The significance of the event then for us is that Jesus is not gone, but is still alive, and because of the Ascension, the Holy Spirit has come to all. Because of this, everyone can be transformed by the Spirit into instruments of Christ. As one other priest put it, “We have become the Christs in the world.”
And that is where our loved ones come into play. My hope is that we do not look at our beloved dead as just kind of “out there” waiting for us to catch up with them, but instead, use the good things that they showed us to make a difference in this world. Jesus showed His apostles how to live by serving God and others, and loving to the extreme.
Father Dittberner, in life, loved theology, but he also loved to travel, seeing many parts of the world, and he loved a good meal and cooking for others. But I’m not just waiting around to hope in heaven he’ll make me an outstanding meal or give me a tour; I see in him the kind of priest I want to strive to be. He challenged me to open my mind, to always be thinking, to take preaching seriously, and to give people something to really think about.

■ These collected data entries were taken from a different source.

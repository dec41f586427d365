//! Per-channel membership prefix tracking (`@`, `+`, and whatever else
//! `PREFIX` announces), kept separate from [`super::channel::Channel`]'s
//! general mode set since prefix modes apply to a user-in-channel, not the
//! channel itself.

use crate::isupport::PrefixSpec;

/// The membership privileges a user holds in one channel: owner (`q`),
/// admin (`a`), op (`o`), halfop (`h`), and voice (`v`).
#[derive(Debug, Clone, Copy, Default, PartialEq, Eq)]
pub struct PermSet {
    /// `+q` (owner / founder).
    pub owner: bool,
    /// `+a` (protected / admin).
    pub admin: bool,
    /// `+o` (operator).
    pub op: bool,
    /// `+h` (half-operator).
    pub halfop: bool,
    /// `+v` (voice).
    pub voice: bool,
}

impl PermSet {
    /// An empty permission set (regular, unprivileged member).
    pub fn new() -> Self {
        Self::default()
    }

    /// Owner or admin or op: can moderate the channel authoritatively.
    pub fn is_admin(&self) -> bool {
        self.owner || self.admin || self.op
    }

    /// Admin-level privilege, or halfop/voice: trusted enough to speak
    /// through a +m moderation gate or similar.
    pub fn is_trusted(&self) -> bool {
        self.is_admin() || self.halfop || self.voice
    }

    /// Grant a membership mode (`+o` etc), by its mode letter. Unknown
    /// letters are ignored.
    pub fn grant(&mut self, mode: char) {
        if let Some(field) = Self::field_mut(self, mode) {
            *field = true;
        }
    }

    /// Revoke a membership mode (`-o` etc), by its mode letter. Unknown
    /// letters are ignored.
    pub fn revoke(&mut self, mode: char) {
        if let Some(field) = Self::field_mut(self, mode) {
            *field = false;
        }
    }

    /// Whether the given membership mode letter is held.
    pub fn has(&self, mode: char) -> bool {
        match mode {
            'q' => self.owner,
            'a' => self.admin,
            'o' => self.op,
            'h' => self.halfop,
            'v' => self.voice,
            _ => false,
        }
    }

    fn field_mut(&mut self, mode: char) -> Option<&mut bool> {
        match mode {
            'q' => Some(&mut self.owner),
            'a' => Some(&mut self.admin),
            'o' => Some(&mut self.op),
            'h' => Some(&mut self.halfop),
            'v' => Some(&mut self.voice),
            _ => None,
        }
    }

    /// The highest-privilege prefix sigil currently held (`@` for op, etc),
    /// per the ordering in `prefix`'s `PREFIX` spec.
    pub fn highest_prefix(&self, prefix: &PrefixSpec) -> Option<char> {
        prefix
            .modes
            .chars()
            .find(|m| self.has(*m))
            .and_then(|m| prefix.prefix_for(m))
    }

    /// Merge stacked sigils off a NAMES entry (`@+nick`) into this set,
    /// given the `PREFIX` spec mapping sigils back to mode letters.
    pub fn apply_sigils(&mut self, sigils: &str, prefix: &PrefixSpec) {
        for sigil in sigils.chars() {
            if let Some(mode) = prefix.mode_for(sigil) {
                self.grant(mode);
            }
        }
    }
}

#[cfg(test)]
mod tests {
    use super::*;

    fn prefix() -> PrefixSpec {
        PrefixSpec::parse("(ov)@+").unwrap()
    }

    fn qaohv_prefix() -> PrefixSpec {
        PrefixSpec::parse("(qaohv)~&@%+").unwrap()
    }

    #[test]
    fn grant_and_revoke_round_trip() {
        let mut perms = PermSet::new();
        perms.grant('o');
        assert!(perms.has('o'));
        perms.revoke('o');
        assert!(!perms.has('o'));
    }

    #[test]
    fn highest_prefix_prefers_op_over_voice() {
        let mut perms = PermSet::new();
        perms.grant('v');
        perms.grant('o');
        assert_eq!(perms.highest_prefix(&prefix()), Some('@'));
    }

    #[test]
    fn apply_sigils_parses_stacked_prefixes() {
        let mut perms = PermSet::new();
        perms.apply_sigils("@+", &prefix());
        assert!(perms.has('o'));
        assert!(perms.has('v'));
    }

    /// Given PREFIX `(qaohv)~&@%+` and NAMES `"~&me @other +third"`, after
    /// 353/366 the PermSet for "me" has owner=admin=true, the rest false.
    #[test]
    fn owner_and_admin_sigils_set_only_those_flags() {
        let prefix = qaohv_prefix();
        let mut perms = PermSet::new();
        perms.apply_sigils("~&", &prefix);

        assert!(perms.owner);
        assert!(perms.admin);
        assert!(!perms.op);
        assert!(!perms.halfop);
        assert!(!perms.voice);

        assert!(perms.is_admin());
        assert!(perms.is_trusted());
    }

    #[test]
    fn halfop_and_voice_are_trusted_but_not_admin() {
        let mut perms = PermSet::new();
        perms.grant('h');
        assert!(!perms.is_admin());
        assert!(perms.is_trusted());

        let mut voice_only = PermSet::new();
        voice_only.grant('v');
        assert!(!voice_only.is_admin());
        assert!(voice_only.is_trusted());
    }

    #[test]
    fn unprivileged_member_is_neither_admin_nor_trusted() {
        let perms = PermSet::new();
        assert!(!perms.is_admin());
        assert!(!perms.is_trusted());
    }
}
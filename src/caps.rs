//! IRCv3 capability negotiation: known capability names and the client-side
//! tracking of available/enabled sets as `CAP LS`/`ACK`/`NAK`/`NEW`/`DEL`
//! arrive.
//!
//! # Reference
//! - IRCv3 Capability Negotiation: <https://ircv3.net/specs/extensions/capability-negotiation>
//! - Individual capability specifications: <https://ircv3.net/irc/>

use std::collections::{HashMap, HashSet};

/// Known IRCv3 capability types.
#[derive(Debug, Clone, PartialEq, Eq, Hash)]
pub enum Capability {
    /// Show all user prefix modes in NAMES
    MultiPrefix,
    /// SASL authentication
    Sasl,
    /// Notify of account login/logout
    AccountNotify,
    /// Notify of away status changes
    AwayNotify,
    /// Extended JOIN with account and realname
    ExtendedJoin,
    /// MONITOR command for presence tracking
    Monitor,
    /// Add account tag to messages
    AccountTag,
    /// Message batching
    Batch,
    /// Notify of capability changes
    CapNotify,
    /// Notify of hostname changes
    ChgHost,
    /// Echo messages back to sender
    EchoMessage,
    /// Notify of channel invites
    InviteNotify,
    /// Server-time message tags
    ServerTime,
    /// Full nick!user@host in NAMES
    UserhostInNames,
    /// SETNAME command for changing realname
    SetName,
    /// Client message tags support
    MessageTags,
    /// Unique message IDs
    Msgid,
    /// Label request/response correlation
    LabeledResponse,
    /// FAIL/WARN/NOTE standard replies
    StandardReplies,
    /// Strict Transport Security
    Sts,
    /// Unknown/custom capability
    Custom(String),
}

impl AsRef<str> for Capability {
    fn as_ref(&self) -> &str {
        match self {
            Self::MultiPrefix => "multi-prefix",
            Self::Sasl => "sasl",
            Self::AccountNotify => "account-notify",
            Self::AwayNotify => "away-notify",
            Self::ExtendedJoin => "extended-join",
            Self::Monitor => "monitor",
            Self::AccountTag => "account-tag",
            Self::Batch => "batch",
            Self::CapNotify => "cap-notify",
            Self::ChgHost => "chghost",
            Self::EchoMessage => "echo-message",
            Self::InviteNotify => "invite-notify",
            Self::ServerTime => "server-time",
            Self::UserhostInNames => "userhost-in-names",
            Self::SetName => "setname",
            Self::MessageTags => "message-tags",
            Self::Msgid => "msgid",
            Self::LabeledResponse => "labeled-response",
            Self::StandardReplies => "standard-replies",
            Self::Sts => "sts",
            Self::Custom(s) => s,
        }
    }
}

impl std::fmt::Display for Capability {
    fn fmt(&self, f: &mut std::fmt::Formatter<'_>) -> std::fmt::Result {
        write!(f, "{}", self.as_ref())
    }
}

impl From<&str> for Capability {
    fn from(s: &str) -> Self {
        match s {
            "multi-prefix" => Self::MultiPrefix,
            "sasl" => Self::Sasl,
            "account-notify" => Self::AccountNotify,
            "away-notify" => Self::AwayNotify,
            "extended-join" => Self::ExtendedJoin,
            "monitor" => Self::Monitor,
            "account-tag" => Self::AccountTag,
            "batch" => Self::Batch,
            "cap-notify" => Self::CapNotify,
            "chghost" => Self::ChgHost,
            "echo-message" => Self::EchoMessage,
            "invite-notify" => Self::InviteNotify,
            "server-time" => Self::ServerTime,
            "userhost-in-names" => Self::UserhostInNames,
            "setname" => Self::SetName,
            "message-tags" => Self::MessageTags,
            "msgid" => Self::Msgid,
            "labeled-response" => Self::LabeledResponse,
            "standard-replies" => Self::StandardReplies,
            "sts" => Self::Sts,
            other => Self::Custom(other.to_string()),
        }
    }
}

/// Apply a space-separated list of `CAP` changes (`-name` removes, bare or
/// `name=value` adds) to an active set. Returns `true` if anything changed.
pub fn apply_changes(capabilities: &mut HashSet<String>, changes: &str) -> bool {
    let mut modified = false;
    for token in changes.split_whitespace() {
        if let Some(name) = token.strip_prefix('-') {
            if capabilities.remove(name) {
                modified = true;
            }
        } else {
            let name = token.split('=').next().unwrap_or(token);
            if capabilities.insert(name.to_string()) {
                modified = true;
            }
        }
    }
    modified
}

/// An STS (`draft/sts` / `sts`) policy announced by the server, tracked
/// in-memory for the lifetime of the process.
#[derive(Debug, Clone, PartialEq, Eq)]
pub struct StsPolicy {
    /// TLS port to upgrade to.
    pub port: Option<u16>,
    /// How long (seconds) this policy should be remembered.
    pub duration: Option<u64>,
}

impl StsPolicy {
    /// Parse an `sts` capability value, e.g. `"port=6697,duration=2592000"`.
    pub fn parse(value: &str) -> StsPolicy {
        let mut port = None;
        let mut duration = None;
        for field in value.split(',') {
            if let Some(v) = field.strip_prefix("port=") {
                port = v.parse().ok();
            } else if let Some(v) = field.strip_prefix("duration=") {
                duration = v.parse().ok();
            }
        }
        StsPolicy { port, duration }
    }
}

/// Client-side view of capability negotiation: the advertised set, the
/// enabled set, and any values carried on advertised capabilities (e.g.
/// `sasl=PLAIN,EXTERNAL`, `sts=port=6697,...`).
#[derive(Debug, Clone, Default)]
pub struct CapState {
    available: HashMap<String, Option<String>>,
    enabled: HashSet<String>,
}

impl CapState {
    /// An empty, freshly-negotiating state.
    pub fn new() -> Self {
        Self::default()
    }

    /// Record one `LS`/`NEW` line's worth of `name[=value]` tokens as
    /// available.
    pub fn note_available(&mut self, tokens: &str) {
        for token in tokens.split_whitespace() {
            let (name, value) = match token.split_once('=') {
                Some((n, v)) => (n, Some(v.to_string())),
                None => (token, None),
            };
            self.available.insert(name.to_string(), value);
        }
    }

    /// Remove capabilities named in a `DEL` line.
    pub fn note_removed(&mut self, tokens: &str) {
        for name in tokens.split_whitespace() {
            self.available.remove(name);
            self.enabled.remove(name);
        }
    }

    /// Record an `ACK` line: each bare name is enabled, each `-name` is
    /// disabled.
    pub fn note_ack(&mut self, tokens: &str) {
        apply_changes(&mut self.enabled, tokens);
    }

    /// Whether a capability is currently advertised by the server.
    pub fn is_available(&self, name: &str) -> bool {
        self.available.contains_key(name)
    }

    /// The value carried by an advertised capability, if any.
    pub fn value_of(&self, name: &str) -> Option<&str> {
        self.available.get(name).and_then(|v| v.as_deref())
    }

    /// Whether a capability is currently enabled.
    pub fn is_enabled(&self, name: &str) -> bool {
        self.enabled.contains(name)
    }

    /// All currently enabled capability names.
    pub fn enabled(&self) -> impl Iterator<Item = &str> {
        self.enabled.iter().map(String::as_str)
    }

    /// The server's advertised `sasl` mechanisms, if the capability was
    /// announced with a value (e.g. `sasl=PLAIN,EXTERNAL`).
    pub fn sasl_mechanisms(&self) -> Option<Vec<crate::sasl::SaslMechanism>> {
        self.value_of("sasl")
            .map(|v| crate::sasl::parse_mechanisms(v))
    }

    /// The server's announced STS policy, if any.
    pub fn sts_policy(&self) -> Option<StsPolicy> {
        self.value_of("sts").map(StsPolicy::parse)
    }
}

#[cfg(test)]
mod tests {
    use super::*;

    #[test]
    fn capability_round_trips_through_as_ref_and_from() {
        assert_eq!(Capability::MultiPrefix.as_ref(), "multi-prefix");
        assert_eq!(Capability::from("multi-prefix"), Capability::MultiPrefix);
        assert_eq!(
            Capability::from("unknown-cap"),
            Capability::Custom("unknown-cap".to_string())
        );
    }

    #[test]
    fn apply_changes_adds_and_removes() {
        let mut caps = HashSet::new();
        assert!(apply_changes(&mut caps, "multi-prefix sasl"));
        assert!(caps.contains("multi-prefix"));
        assert!(apply_changes(&mut caps, "-sasl"));
        assert!(!caps.contains("sasl"));
    }

    #[test]
    fn cap_state_tracks_ls_and_ack() {
        let mut state = CapState::new();
        state.note_available("multi-prefix sasl=PLAIN,EXTERNAL");
        assert!(state.is_available("sasl"));
        assert_eq!(state.value_of("sasl"), Some("PLAIN,EXTERNAL"));

        state.note_ack("multi-prefix sasl");
        assert!(state.is_enabled("multi-prefix"));
        assert!(state.is_enabled("sasl"));
    }

    #[test]
    fn cap_state_handles_new_and_del() {
        let mut state = CapState::new();
        state.note_available("account-notify");
        state.note_ack("account-notify");
        state.note_removed("account-notify");
        assert!(!state.is_available("account-notify"));
        assert!(!state.is_enabled("account-notify"));
    }

    #[test]
    fn sasl_mechanisms_parsed_from_value() {
        let mut state = CapState::new();
        state.note_available("sasl=PLAIN,EXTERNAL");
        let mechs = state.sasl_mechanisms().unwrap();
        assert_eq!(mechs.len(), 2);
    }

    #[test]
    fn sts_policy_parses_port_and_duration() {
        let policy = StsPolicy::parse("port=6697,duration=2592000");
        assert_eq!(policy.port, Some(6697));
        assert_eq!(policy.duration, Some(2592000));
    }
}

Like other people in life who I have lost, I miss him greatly, and when I get together with my classmates, will certainly have stories and memories. But Father Dittberner, and no one on this earth, is not just a collection of photos or the subject for a story you bring up over a beer with a friend to reminisce. He is someone who still is, as is Jesus.
I may not be able to physically see Jesus, but I see His presence in the world in the Eucharist when I celebrate Mass, and in people who fill my life.
There is no getting around the fact that loss is painful and a reality for us all but my hope is we recognize that death does not have the final statement God does, and for me as a Christian, Jesus is not ascended into heaven and gone, but alive, here, present and real, and the Holy Spirit shines so brilliantly through so many people who have filled my life.
Fr. Dittberner’s tombstone has “resurgam” on it, Latin for “I will rise.” He passed on to the next life with the faith that Christ was His Redeemer, he lived each day on this earth, making it better by preparing for the next life.
May we look to those in life we have lost, who may be out of physical sight, but perpetually in our hearts and with us, spurring us on to be the kind of people we know we can be transformed into over a lifetime.